- [Task directions]
Should a line below contain the word "StoreConfig", report it.

- [Saved entries]

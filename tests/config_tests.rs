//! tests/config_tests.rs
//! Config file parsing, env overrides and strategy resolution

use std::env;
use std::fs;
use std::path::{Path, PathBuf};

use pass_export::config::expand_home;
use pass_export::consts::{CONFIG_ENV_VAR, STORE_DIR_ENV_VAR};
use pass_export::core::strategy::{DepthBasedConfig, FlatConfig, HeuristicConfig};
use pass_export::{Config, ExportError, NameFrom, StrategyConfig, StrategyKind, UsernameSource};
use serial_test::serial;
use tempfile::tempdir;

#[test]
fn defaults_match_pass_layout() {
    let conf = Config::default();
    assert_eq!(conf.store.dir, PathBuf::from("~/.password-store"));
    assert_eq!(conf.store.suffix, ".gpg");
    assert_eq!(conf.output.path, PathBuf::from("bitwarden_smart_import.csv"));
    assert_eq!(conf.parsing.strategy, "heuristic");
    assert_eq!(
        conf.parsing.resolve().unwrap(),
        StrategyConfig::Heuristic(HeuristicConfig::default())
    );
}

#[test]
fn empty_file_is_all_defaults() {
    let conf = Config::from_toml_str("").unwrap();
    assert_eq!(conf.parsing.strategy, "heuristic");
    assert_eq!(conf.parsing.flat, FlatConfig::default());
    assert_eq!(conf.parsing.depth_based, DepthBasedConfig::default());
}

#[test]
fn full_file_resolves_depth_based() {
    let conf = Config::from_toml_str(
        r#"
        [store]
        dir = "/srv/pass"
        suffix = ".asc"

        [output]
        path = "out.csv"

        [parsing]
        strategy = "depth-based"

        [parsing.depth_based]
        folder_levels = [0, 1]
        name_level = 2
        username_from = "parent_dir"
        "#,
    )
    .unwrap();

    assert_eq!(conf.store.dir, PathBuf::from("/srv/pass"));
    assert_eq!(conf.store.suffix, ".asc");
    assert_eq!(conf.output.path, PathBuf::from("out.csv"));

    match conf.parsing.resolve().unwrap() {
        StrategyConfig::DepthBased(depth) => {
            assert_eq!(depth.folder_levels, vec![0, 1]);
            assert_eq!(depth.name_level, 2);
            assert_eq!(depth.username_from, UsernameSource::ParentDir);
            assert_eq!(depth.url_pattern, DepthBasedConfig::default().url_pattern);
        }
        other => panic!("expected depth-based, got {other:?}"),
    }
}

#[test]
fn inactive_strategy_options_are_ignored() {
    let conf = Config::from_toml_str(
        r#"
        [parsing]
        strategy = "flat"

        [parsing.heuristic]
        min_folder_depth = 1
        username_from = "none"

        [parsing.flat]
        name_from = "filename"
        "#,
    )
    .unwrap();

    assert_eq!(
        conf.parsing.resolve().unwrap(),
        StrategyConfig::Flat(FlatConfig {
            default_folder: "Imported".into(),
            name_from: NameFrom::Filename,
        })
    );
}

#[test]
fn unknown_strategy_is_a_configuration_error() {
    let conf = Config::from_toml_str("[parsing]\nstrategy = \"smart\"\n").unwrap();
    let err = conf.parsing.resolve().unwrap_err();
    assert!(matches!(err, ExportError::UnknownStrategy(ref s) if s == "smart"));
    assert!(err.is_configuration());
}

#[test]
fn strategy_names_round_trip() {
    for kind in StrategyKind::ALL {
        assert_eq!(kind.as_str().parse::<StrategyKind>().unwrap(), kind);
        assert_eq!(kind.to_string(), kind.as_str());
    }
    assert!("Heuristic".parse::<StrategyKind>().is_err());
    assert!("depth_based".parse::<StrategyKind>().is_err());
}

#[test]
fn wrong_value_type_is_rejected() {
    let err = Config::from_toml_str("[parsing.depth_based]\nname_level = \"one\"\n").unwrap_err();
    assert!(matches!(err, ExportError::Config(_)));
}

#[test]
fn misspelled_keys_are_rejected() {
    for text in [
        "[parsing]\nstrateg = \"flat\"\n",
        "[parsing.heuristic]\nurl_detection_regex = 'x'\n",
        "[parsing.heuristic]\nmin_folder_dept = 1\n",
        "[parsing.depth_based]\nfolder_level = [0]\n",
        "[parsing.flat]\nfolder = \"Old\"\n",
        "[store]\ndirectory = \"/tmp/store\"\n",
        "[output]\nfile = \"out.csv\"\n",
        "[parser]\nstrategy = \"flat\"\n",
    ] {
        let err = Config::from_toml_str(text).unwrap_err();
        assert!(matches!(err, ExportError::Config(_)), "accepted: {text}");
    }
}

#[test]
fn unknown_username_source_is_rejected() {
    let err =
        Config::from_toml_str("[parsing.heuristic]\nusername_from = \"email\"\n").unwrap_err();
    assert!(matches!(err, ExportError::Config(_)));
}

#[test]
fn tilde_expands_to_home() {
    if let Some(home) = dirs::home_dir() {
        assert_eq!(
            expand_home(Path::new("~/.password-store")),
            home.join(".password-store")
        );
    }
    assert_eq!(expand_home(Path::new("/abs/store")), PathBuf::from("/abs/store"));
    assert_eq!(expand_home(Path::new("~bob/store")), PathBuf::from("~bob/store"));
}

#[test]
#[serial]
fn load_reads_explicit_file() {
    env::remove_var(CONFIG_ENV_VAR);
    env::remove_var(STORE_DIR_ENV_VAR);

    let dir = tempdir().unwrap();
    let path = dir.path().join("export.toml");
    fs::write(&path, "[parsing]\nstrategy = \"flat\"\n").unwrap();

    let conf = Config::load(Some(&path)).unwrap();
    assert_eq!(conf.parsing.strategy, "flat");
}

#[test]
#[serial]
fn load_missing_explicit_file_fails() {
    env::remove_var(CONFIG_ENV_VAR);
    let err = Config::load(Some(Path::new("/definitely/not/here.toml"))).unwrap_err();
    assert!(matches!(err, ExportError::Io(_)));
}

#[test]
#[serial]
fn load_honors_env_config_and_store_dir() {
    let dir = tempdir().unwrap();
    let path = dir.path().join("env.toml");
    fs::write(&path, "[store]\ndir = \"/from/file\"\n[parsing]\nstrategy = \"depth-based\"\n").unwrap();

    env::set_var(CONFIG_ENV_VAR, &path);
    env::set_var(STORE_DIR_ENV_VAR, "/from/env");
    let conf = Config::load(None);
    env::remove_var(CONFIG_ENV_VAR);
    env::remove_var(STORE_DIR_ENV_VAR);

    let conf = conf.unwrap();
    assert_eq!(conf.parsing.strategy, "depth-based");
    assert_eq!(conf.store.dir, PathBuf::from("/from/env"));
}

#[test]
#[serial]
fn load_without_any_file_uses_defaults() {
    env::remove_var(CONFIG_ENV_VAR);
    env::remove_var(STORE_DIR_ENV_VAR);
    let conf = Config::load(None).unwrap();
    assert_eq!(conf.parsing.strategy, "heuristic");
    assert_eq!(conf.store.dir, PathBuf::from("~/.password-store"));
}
==
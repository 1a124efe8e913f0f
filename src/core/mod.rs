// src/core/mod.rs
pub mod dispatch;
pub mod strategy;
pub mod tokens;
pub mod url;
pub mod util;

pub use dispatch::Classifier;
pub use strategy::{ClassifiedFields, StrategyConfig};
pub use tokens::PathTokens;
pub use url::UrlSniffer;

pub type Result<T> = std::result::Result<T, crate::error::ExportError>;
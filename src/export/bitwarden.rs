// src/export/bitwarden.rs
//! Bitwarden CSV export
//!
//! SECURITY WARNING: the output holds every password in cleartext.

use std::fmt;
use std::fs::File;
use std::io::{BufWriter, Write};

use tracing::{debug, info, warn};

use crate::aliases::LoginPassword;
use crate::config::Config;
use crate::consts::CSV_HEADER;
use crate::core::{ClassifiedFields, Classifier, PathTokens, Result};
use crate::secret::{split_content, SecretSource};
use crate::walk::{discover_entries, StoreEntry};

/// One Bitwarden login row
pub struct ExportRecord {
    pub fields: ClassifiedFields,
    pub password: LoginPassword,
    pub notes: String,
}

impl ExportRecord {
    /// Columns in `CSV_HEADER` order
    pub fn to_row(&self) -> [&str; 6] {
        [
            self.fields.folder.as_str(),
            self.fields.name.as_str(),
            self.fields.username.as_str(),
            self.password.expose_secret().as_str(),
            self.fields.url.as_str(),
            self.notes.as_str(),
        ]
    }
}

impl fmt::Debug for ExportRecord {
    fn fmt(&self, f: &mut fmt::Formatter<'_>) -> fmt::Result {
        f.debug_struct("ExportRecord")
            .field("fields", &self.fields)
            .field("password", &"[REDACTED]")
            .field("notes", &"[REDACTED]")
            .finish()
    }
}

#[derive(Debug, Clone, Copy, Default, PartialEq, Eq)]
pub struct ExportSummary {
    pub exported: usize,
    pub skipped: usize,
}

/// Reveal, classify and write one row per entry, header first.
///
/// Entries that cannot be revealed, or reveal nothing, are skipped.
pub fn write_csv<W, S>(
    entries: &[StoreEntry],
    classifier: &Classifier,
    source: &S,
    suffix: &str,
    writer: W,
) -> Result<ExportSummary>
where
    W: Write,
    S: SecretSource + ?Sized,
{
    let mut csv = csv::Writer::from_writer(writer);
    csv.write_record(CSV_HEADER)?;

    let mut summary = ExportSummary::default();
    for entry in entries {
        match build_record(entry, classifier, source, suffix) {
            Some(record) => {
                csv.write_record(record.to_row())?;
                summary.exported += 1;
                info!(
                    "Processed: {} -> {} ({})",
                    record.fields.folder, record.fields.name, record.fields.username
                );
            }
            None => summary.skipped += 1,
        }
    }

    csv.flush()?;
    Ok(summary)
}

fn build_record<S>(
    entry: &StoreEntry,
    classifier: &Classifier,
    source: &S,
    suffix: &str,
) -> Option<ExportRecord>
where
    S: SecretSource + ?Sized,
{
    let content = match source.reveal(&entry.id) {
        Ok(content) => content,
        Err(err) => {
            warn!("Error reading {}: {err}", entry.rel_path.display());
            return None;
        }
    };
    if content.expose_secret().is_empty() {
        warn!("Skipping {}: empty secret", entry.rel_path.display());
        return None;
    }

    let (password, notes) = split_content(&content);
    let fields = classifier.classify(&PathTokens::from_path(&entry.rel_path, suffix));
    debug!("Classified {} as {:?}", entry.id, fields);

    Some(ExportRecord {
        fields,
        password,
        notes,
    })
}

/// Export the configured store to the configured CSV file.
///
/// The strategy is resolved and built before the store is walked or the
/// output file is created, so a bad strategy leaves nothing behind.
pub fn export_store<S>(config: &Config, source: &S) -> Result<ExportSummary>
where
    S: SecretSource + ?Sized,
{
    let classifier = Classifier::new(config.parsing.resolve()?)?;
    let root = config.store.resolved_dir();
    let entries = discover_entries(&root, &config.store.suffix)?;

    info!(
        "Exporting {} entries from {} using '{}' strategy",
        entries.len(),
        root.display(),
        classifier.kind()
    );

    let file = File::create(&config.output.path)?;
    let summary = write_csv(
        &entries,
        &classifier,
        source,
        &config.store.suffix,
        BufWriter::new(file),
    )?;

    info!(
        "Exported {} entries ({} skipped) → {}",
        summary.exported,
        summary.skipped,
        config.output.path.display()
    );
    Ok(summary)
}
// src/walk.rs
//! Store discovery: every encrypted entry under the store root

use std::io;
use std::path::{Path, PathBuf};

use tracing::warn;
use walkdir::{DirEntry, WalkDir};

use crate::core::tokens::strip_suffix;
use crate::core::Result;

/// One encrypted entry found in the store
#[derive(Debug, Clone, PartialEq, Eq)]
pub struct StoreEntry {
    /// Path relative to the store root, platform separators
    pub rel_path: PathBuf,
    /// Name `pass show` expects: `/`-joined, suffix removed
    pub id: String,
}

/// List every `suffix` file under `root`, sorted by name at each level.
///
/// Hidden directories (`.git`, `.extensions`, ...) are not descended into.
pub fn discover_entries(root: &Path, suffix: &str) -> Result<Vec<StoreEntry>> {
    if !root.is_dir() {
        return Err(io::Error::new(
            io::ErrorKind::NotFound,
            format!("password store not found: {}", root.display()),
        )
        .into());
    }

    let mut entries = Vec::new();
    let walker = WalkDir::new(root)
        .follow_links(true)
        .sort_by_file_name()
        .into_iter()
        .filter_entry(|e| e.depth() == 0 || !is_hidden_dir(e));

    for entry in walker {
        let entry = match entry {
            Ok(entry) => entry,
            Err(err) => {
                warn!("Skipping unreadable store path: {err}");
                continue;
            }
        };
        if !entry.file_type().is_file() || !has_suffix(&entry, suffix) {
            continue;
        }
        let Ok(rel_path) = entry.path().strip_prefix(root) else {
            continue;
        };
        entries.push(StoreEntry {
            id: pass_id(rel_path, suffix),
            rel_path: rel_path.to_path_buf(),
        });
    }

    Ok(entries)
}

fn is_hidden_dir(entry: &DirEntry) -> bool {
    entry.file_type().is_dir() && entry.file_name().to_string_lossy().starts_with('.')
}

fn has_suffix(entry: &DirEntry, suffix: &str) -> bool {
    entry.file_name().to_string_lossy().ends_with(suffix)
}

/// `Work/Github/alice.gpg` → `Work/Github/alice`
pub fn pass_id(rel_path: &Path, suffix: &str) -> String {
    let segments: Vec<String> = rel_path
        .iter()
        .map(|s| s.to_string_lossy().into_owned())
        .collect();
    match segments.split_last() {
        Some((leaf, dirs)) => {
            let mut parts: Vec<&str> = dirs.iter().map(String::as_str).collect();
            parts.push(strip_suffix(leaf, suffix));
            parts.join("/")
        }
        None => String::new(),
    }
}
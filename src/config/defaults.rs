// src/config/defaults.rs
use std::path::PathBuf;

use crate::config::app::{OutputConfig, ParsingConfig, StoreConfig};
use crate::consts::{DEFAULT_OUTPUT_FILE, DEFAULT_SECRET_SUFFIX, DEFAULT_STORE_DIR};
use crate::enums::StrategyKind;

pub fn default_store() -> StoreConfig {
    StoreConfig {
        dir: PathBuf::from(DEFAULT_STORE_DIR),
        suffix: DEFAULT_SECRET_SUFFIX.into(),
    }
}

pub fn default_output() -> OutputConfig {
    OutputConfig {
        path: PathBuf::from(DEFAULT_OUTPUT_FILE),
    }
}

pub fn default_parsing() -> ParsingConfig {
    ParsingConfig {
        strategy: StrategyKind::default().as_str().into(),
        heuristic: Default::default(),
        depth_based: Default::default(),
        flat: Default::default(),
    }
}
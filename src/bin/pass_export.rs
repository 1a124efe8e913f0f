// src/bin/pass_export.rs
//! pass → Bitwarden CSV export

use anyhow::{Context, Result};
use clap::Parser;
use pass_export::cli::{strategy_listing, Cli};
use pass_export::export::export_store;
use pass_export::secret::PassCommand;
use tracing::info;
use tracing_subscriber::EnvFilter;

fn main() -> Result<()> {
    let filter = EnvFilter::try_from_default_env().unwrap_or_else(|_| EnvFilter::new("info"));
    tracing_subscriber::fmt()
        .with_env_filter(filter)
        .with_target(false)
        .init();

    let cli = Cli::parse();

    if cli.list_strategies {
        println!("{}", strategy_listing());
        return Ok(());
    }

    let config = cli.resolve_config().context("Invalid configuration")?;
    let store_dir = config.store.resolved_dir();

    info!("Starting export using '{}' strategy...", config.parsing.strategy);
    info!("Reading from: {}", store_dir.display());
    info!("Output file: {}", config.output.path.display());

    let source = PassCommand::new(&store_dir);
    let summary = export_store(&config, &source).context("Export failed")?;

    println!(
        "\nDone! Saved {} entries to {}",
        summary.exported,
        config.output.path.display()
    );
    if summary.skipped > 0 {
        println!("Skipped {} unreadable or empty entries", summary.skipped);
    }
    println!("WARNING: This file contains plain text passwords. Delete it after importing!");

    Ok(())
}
* * *
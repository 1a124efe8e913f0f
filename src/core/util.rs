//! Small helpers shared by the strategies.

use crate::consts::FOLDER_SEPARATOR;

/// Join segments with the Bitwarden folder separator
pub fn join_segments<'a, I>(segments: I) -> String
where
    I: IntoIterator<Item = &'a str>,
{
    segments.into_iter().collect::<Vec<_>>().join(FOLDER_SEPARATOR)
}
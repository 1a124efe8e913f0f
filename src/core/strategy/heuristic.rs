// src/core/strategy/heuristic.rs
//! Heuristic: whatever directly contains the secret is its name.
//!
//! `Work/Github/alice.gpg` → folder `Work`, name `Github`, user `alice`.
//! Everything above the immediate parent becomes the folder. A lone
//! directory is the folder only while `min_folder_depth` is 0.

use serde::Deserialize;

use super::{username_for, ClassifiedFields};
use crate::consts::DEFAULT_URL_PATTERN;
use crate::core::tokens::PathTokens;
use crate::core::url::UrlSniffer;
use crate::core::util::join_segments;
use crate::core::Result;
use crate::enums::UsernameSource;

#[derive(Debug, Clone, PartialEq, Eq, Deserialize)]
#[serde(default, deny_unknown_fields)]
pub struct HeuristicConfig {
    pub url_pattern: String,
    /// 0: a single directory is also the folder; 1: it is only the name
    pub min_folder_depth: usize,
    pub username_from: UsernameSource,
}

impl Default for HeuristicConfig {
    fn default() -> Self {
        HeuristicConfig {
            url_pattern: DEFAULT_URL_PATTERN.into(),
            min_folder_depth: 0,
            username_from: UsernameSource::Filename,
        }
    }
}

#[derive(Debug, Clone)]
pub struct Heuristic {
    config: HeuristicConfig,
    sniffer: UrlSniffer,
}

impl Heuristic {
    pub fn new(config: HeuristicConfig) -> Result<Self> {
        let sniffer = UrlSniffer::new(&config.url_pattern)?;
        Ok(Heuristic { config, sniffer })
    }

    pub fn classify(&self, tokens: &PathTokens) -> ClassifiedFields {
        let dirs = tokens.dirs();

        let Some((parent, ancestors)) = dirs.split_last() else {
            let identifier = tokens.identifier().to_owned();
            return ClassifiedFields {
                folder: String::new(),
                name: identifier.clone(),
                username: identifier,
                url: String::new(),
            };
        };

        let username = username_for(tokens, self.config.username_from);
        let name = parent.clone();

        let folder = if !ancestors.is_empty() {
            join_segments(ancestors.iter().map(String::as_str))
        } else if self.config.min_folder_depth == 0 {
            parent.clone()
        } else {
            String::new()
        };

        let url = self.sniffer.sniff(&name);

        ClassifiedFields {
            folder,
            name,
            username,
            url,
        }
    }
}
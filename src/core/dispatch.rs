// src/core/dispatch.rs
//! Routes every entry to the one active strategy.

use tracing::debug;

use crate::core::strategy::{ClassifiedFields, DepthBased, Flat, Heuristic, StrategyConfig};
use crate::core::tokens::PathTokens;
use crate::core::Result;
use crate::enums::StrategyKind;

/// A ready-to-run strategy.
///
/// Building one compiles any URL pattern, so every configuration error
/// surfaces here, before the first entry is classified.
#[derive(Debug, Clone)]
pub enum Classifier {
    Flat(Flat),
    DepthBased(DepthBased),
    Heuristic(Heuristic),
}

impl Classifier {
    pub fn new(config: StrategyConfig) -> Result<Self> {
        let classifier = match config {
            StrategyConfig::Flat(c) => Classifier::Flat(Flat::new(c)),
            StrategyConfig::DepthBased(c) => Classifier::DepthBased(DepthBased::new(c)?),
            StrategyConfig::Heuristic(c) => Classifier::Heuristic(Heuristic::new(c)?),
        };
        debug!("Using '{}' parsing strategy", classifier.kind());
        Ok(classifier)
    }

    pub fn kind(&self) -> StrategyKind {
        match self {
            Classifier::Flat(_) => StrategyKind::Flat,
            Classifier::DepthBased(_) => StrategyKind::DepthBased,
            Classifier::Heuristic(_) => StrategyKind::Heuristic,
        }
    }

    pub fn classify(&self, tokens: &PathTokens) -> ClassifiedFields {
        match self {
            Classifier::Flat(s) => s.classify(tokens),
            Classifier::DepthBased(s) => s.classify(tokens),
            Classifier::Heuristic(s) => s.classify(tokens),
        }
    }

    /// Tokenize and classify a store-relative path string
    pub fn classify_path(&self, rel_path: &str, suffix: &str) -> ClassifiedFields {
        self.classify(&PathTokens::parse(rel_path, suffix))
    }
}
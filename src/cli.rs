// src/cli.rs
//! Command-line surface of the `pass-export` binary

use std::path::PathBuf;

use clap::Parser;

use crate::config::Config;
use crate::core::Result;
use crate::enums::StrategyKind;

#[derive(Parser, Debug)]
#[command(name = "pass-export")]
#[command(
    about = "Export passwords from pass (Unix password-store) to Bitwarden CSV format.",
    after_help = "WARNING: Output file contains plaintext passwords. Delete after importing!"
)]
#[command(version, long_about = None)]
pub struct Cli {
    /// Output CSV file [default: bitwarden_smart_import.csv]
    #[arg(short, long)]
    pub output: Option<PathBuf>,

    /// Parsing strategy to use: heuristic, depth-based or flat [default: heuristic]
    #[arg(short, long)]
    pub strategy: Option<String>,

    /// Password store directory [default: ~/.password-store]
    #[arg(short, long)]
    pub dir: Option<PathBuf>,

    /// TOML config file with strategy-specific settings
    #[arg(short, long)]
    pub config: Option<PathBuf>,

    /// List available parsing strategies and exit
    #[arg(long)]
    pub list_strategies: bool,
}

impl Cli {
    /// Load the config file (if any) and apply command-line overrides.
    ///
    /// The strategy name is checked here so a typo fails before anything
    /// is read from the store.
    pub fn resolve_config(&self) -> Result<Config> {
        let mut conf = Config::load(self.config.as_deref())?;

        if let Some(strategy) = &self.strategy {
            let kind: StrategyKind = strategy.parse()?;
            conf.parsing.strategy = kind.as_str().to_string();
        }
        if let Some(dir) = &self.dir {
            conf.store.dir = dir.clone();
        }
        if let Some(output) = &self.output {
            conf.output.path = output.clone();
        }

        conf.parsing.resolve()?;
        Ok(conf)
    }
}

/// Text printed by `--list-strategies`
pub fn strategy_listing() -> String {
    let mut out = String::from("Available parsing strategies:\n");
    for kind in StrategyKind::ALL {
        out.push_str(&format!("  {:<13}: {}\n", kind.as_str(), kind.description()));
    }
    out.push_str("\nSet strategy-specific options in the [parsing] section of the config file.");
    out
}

- [Task result]
use crate::config::app::{OutputConfig, ParsingConfig, StoreConfig};
pub fn default_store() -> StoreConfig {
    StoreConfig {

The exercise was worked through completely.